The literal version is an early translation by Martin rather than a strictly literal version. It nevertheless reproduces Mire’s syntax and phrasing closely.
Final translation notes:
‘camel raids’: we modified the expression ‘cattle raids’, which are familiar from the history of the English and Scottish borders, and the border ballads.
‘I ventured where my father…’: ‘ventured’ both captures the metaphorical meaning — ‘had an experience’— and the literal — ‘travelled to a physical place’, in this case the town.
‘I loaded the camels. It took four nights…’: we’ve rearranged the order of these two statements to follow the sequence of events as they happened. The English of the literal version – ‘which the camels were loaded up for…’— dwells on the purpose of the loading, and so introduces logical explanation, which vitiates the dramatic immediacy that characterises the poem.
‘as if they knew I was coming’: flirts with the expression ‘they saw you coming’, but tries to avoid the straight colloquialism-become-cliché.
‘Godless men gathered against us’: we’ve avoided the dominant characteristic of the gabay form — the repeated alliteration of a single sound. This line suggests a possible experiment which translates the gabay in the alliterative style of Ezra Pound’s Seafarer or Seamus Heaney’s Beowulf. ‘Gathered against us’ compacts both the metaphorical meaning of ‘conspiratorially’— a meeting of wills in order to plan harm — and the literal sight of these sheepsellers in a group in front of the speaker. It’s a pointed ambiguity since the poem blends a vivid visual sense of events that the speaker did not understand at the time with his rueful later realisation that he’s been swindled.
‘prodded’: there’s a trade-off of precisions here. We’ve lost ‘the shoulders’, but gained the particular collocation of ‘prodded’ and livestock.

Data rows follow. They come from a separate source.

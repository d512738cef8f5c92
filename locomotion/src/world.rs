//! Rapier-backed collision world and the reference collaborators built on it.
//!
//! [`RapierWorld`] owns a small collision-only Rapier scene: static surfaces plus kinematic
//! platforms that move by a fixed linear/angular velocity. There are no rigid-body dynamics;
//! the `CollisionPipeline` only keeps the broad and narrow phases current so scene queries and
//! the Rapier `KinematicCharacterController` see the latest platform poses.
//!
//! The probe and the mover share the world through [`SharedWorld`] so the host can advance
//! platforms between controller steps.

use std::{cell::RefCell, f32::consts::FRAC_PI_2, rc::Rc};

use log::debug;
use rapier3d::{
    control::{CharacterAutostep, CharacterLength, KinematicCharacterController},
    na::Translation3,
    prelude::*,
};

use crate::{
    bitmask_flags::MoverFlags,
    collaborators::{DisplacementResolver, GroundProbe},
    contacts::ContactBuffer,
    types::{
        CharacterPose, GroundInfo, Iso, MoveContact, MovingPlatform, Quat, Surface, SurfaceId,
        UnitVec3, Vec3,
    },
};

/// Shape of a world surface. Units are meters.
#[derive(Clone, Debug)]
pub enum ColliderShapeDef {
    /// Infinite half-space. The normal is `rotation * +Y`, through `translation` shifted by
    /// `offset_along_normal`.
    Plane { offset_along_normal: f32 },
    Cuboid { half_extents: Vec3 },
}

/// Constant velocity of a kinematic platform.
#[derive(Clone, Copy, Debug, Default, PartialEq)]
pub struct PlatformMotion {
    /// World-space linear velocity (m/s).
    pub linear_velocity: Vec3,
    /// World-space angular velocity as a scaled axis (rad/s), about the platform origin.
    pub angular_velocity: Vec3,
}

/// Definition of one world surface.
#[derive(Clone, Debug)]
pub struct SurfaceDef {
    /// Stable unique id. Reported back in contacts and ground hits.
    pub id: SurfaceId,
    pub translation: Vec3,
    pub rotation: Quat,
    pub shape: ColliderShapeDef,
    /// `None` for static geometry.
    pub motion: Option<PlatformMotion>,
}

impl SurfaceDef {
    pub fn fixed(
        id: SurfaceId,
        translation: Vec3,
        rotation: Quat,
        shape: ColliderShapeDef,
    ) -> Self {
        Self {
            id,
            translation,
            rotation,
            shape,
            motion: None,
        }
    }

    pub fn moving(mut self, motion: PlatformMotion) -> Self {
        self.motion = Some(motion);
        self
    }
}

/// Capsule dimensions of the character, aligned with its local up axis.
#[derive(Clone, Copy, Debug, PartialEq)]
pub struct CapsuleSpec {
    pub half_height: f32,
    pub radius: f32,
}

impl Default for CapsuleSpec {
    fn default() -> Self {
        Self {
            half_height: 0.5,
            radius: 0.4,
        }
    }
}

impl CapsuleSpec {
    /// Distance from the capsule center to its feet along up.
    #[inline]
    pub fn center_to_feet(&self) -> f32 {
        self.half_height + self.radius
    }
}

struct SurfaceEntry {
    id: SurfaceId,
    handle: ColliderHandle,
    motion: Option<PlatformMotion>,
    /// Rigid delta of the last `advance_platforms` call.
    last_delta: Option<MovingPlatform>,
}

pub type SharedWorld = Rc<RefCell<RapierWorld>>;

pub struct RapierWorld {
    bodies: RigidBodySet,
    colliders: ColliderSet,
    broad_phase: BroadPhaseBvh,
    narrow_phase: NarrowPhase,
    collision_pipeline: CollisionPipeline,
    /// Sorted by id.
    surfaces: Vec<SurfaceEntry>,
}

impl RapierWorld {
    /// Build a world from surface definitions, inserted in id order.
    pub fn build(mut defs: Vec<SurfaceDef>) -> Self {
        defs.sort_by_key(|d| d.id);

        let bodies = RigidBodySet::new();
        let mut colliders = ColliderSet::new();
        let mut surfaces = Vec::with_capacity(defs.len());

        for def in defs {
            let handle = colliders.insert(collider_from_def(&def));
            surfaces.push(SurfaceEntry {
                id: def.id,
                handle,
                motion: def.motion,
                last_delta: None,
            });
        }

        let mut world = Self {
            bodies,
            colliders,
            broad_phase: BroadPhaseBvh::new(),
            narrow_phase: NarrowPhase::new(),
            collision_pipeline: CollisionPipeline::new(),
            surfaces,
        };
        world.refresh();

        debug!(
            "Built collision world with {} surface(s), {} moving",
            world.surfaces.len(),
            world.surfaces.iter().filter(|s| s.motion.is_some()).count()
        );
        world
    }

    pub fn into_shared(self) -> SharedWorld {
        Rc::new(RefCell::new(self))
    }

    /// Move every platform by its velocity over `dt` and remember the rigid delta.
    pub fn advance_platforms(&mut self, dt: f32) {
        for entry in &mut self.surfaces {
            let Some(motion) = entry.motion else {
                continue;
            };
            let Some(collider) = self.colliders.get_mut(entry.handle) else {
                continue;
            };

            let before = *collider.position();
            let delta_position = motion.linear_velocity * dt;
            let delta_rotation = Quat::from_scaled_axis(motion.angular_velocity * dt);

            let after = Iso::from_parts(
                Translation3::from(before.translation.vector + delta_position),
                delta_rotation * before.rotation,
            );
            collider.set_position(after);

            // Pre-update origin: until the controller applies the follow-through, the character
            // (and the ground point under it) still sits where the platform point was before
            // this update, so `point - origin` is that point's offset in the old frame.
            entry.last_delta = Some(MovingPlatform {
                origin: before.translation.vector,
                delta_position,
                delta_rotation,
            });
        }

        self.refresh();
    }

    /// Current world pose of a surface.
    pub fn surface_pose(&self, id: SurfaceId) -> Option<Iso> {
        let entry = self.entry(id)?;
        self.colliders.get(entry.handle).map(|c| *c.position())
    }

    /// Surface description for a collider, including the last platform delta.
    pub fn surface(&self, handle: ColliderHandle) -> Option<Surface> {
        let id = self.colliders.get(handle)?.user_data as SurfaceId;
        let entry = self.entry(id)?;

        if entry.motion.is_none() {
            return Some(Surface::fixed(id));
        }

        let platform = match entry.last_delta {
            Some(delta) => delta,
            None => MovingPlatform {
                origin: self.colliders.get(handle)?.position().translation.vector,
                delta_position: Vec3::zeros(),
                delta_rotation: Quat::identity(),
            },
        };
        Some(Surface::platform(id, platform))
    }

    /// Borrowed query view over the current scene.
    pub fn query_pipeline<'a>(&'a self, filter: QueryFilter<'a>) -> QueryPipeline<'a> {
        self.broad_phase.as_query_pipeline(
            self.narrow_phase.query_dispatcher(),
            &self.bodies,
            &self.colliders,
            filter,
        )
    }

    fn entry(&self, id: SurfaceId) -> Option<&SurfaceEntry> {
        self.surfaces
            .binary_search_by_key(&id, |s| s.id)
            .ok()
            .map(|idx| &self.surfaces[idx])
    }

    /// Rerun collision detection only, so the broad phase sees moved colliders.
    fn refresh(&mut self) {
        let hooks = ();
        let events = ();
        self.collision_pipeline.step(
            0.0,
            &mut self.broad_phase,
            &mut self.narrow_phase,
            &mut self.bodies,
            &mut self.colliders,
            &hooks,
            &events,
        );
    }
}

fn collider_from_def(def: &SurfaceDef) -> Collider {
    let iso = Iso::from_parts(Translation3::from(def.translation), def.rotation);

    let builder = match &def.shape {
        ColliderShapeDef::Plane {
            offset_along_normal,
        } => {
            // Plane `n . x = dist` placed at `n * dist`.
            let n = def.rotation * Vector::y();
            let dist = n.dot(&def.translation) + *offset_along_normal;
            let unit_n = UnitVector::new_normalize(n);
            ColliderBuilder::new(SharedShape::new(HalfSpace::new(unit_n)))
                .translation(unit_n.into_inner() * dist)
        }
        ColliderShapeDef::Cuboid { half_extents } => {
            ColliderBuilder::cuboid(half_extents.x, half_extents.y, half_extents.z).position(iso)
        }
    };

    builder.user_data(def.id as u128).build()
}

/// Ray-cast ground probe along the character's `-up`.
pub struct RapierGroundProbe {
    world: SharedWorld,
    capsule: CapsuleSpec,
    /// Extra reach below the feet (meters).
    pub probe_distance: f32,
    pub max_floor_angle_deg: f32,
}

impl RapierGroundProbe {
    pub fn new(world: SharedWorld, capsule: CapsuleSpec, max_floor_angle_deg: f32) -> Self {
        Self {
            world,
            capsule,
            probe_distance: 0.1,
            max_floor_angle_deg,
        }
    }
}

impl GroundProbe for RapierGroundProbe {
    fn detect_ground(&mut self, pose: &CharacterPose) -> Option<GroundInfo> {
        let up = pose.up();
        let world = self.world.borrow();
        let query_pipeline = world.query_pipeline(QueryFilter::default());

        let ray = Ray::new(Point::from(pose.translation), -up.into_inner());
        let reach = self.capsule.center_to_feet() + self.probe_distance;
        let (handle, hit) = query_pipeline.cast_ray_and_get_normal(&ray, reach, true)?;

        let is_on_floor =
            hit.normal.dot(&up.into_inner()) >= self.max_floor_angle_deg.to_radians().cos();

        Some(GroundInfo {
            is_on_floor,
            surface: world.surface(handle),
            point: ray.point_at(hit.time_of_impact).coords,
        })
    }
}

/// Sweep-and-slide mover built on Rapier's `KinematicCharacterController`.
pub struct RapierMover {
    world: SharedWorld,
    capsule: CapsuleSpec,
    flags: MoverFlags,
    max_floor_angle_deg: f32,
    /// Skin width kept between the capsule and obstacles (meters).
    pub offset: f32,
    /// Highest step climbed while `CanClimbSteps` is set (meters).
    pub max_step_height: f32,
    /// Time step handed to Rapier's slope heuristics.
    pub time_step: f32,
}

impl RapierMover {
    pub fn new(world: SharedWorld, capsule: CapsuleSpec, max_floor_angle_deg: f32) -> Self {
        Self {
            world,
            capsule,
            flags: MoverFlags::default(),
            max_floor_angle_deg,
            offset: 0.02,
            max_step_height: 0.3,
            time_step: 1.0 / 60.0,
        }
    }

    fn character_controller(&self, up: UnitVec3) -> KinematicCharacterController {
        let max_floor_angle = self.max_floor_angle_deg.to_radians();
        KinematicCharacterController {
            up,
            offset: CharacterLength::Absolute(self.offset),
            autostep: self.flags.can_climb_steps().then(|| CharacterAutostep {
                include_dynamic_bodies: false,
                max_height: CharacterLength::Absolute(self.max_step_height),
                ..CharacterAutostep::default()
            }),
            max_slope_climb_angle: if self.flags.prevent_moving_up_steep_slope() {
                max_floor_angle
            } else {
                FRAC_PI_2
            },
            min_slope_slide_angle: max_floor_angle,
            snap_to_ground: None,
            ..KinematicCharacterController::default()
        }
    }
}

impl DisplacementResolver for RapierMover {
    fn set_flags(&mut self, flags: MoverFlags) {
        self.flags = flags;
    }

    fn flags(&self) -> MoverFlags {
        self.flags
    }

    fn max_floor_angle_deg(&self) -> f32 {
        self.max_floor_angle_deg
    }

    fn move_character(
        &mut self,
        pose: &mut CharacterPose,
        displacement: Vec3,
        contacts: &mut ContactBuffer,
    ) {
        contacts.clear();

        let world = self.world.borrow();
        let query_pipeline = world.query_pipeline(QueryFilter::default());
        let kcc = self.character_controller(pose.up());

        let movement = kcc.move_shape(
            self.time_step,
            &query_pipeline,
            &Capsule::new_y(self.capsule.half_height, self.capsule.radius),
            &pose.iso(),
            displacement,
            |collision| {
                // Orient the normal against the motion so it points back at the character.
                let motion = collision.translation_applied + collision.translation_remaining;
                let mut normal = collision.hit.normal1.into_inner();
                if normal.dot(&motion) > 0.0 {
                    normal = -normal;
                }

                contacts.push(MoveContact {
                    normal,
                    point: collision.hit.witness1.coords,
                    surface: world
                        .colliders
                        .get(collision.handle)
                        .map(|c| c.user_data as SurfaceId),
                });
            },
        );

        pose.translate_world(movement.translation);
    }
}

Perhaps we should have found a way to keep ‘the shoulders’. Elsewhere we’ve attempted to preserve the visual impact of his description, which suggests a consciousness observing but not quite understanding the significance of what it’s observing.
‘squabbling’: the Somali uses a single verb, and so consistent with Ezra Pound’s ‘use no superfluous word, no adjective, which does not reveal something’, we compacted the adjective + noun of ‘stubborn arguing’.
‘I trusted the man with the squint’: we’ve integrated the locution ‘the one whom I trusted’, which sounds formal, into colloquial phrasing, which communicates the situation more effectively of a story recounted to a group.
‘As for the sheep’: we’ve chosen a strong colloquial marker — ‘as for’— to indicate the transition from the time of the story to the time of its telling.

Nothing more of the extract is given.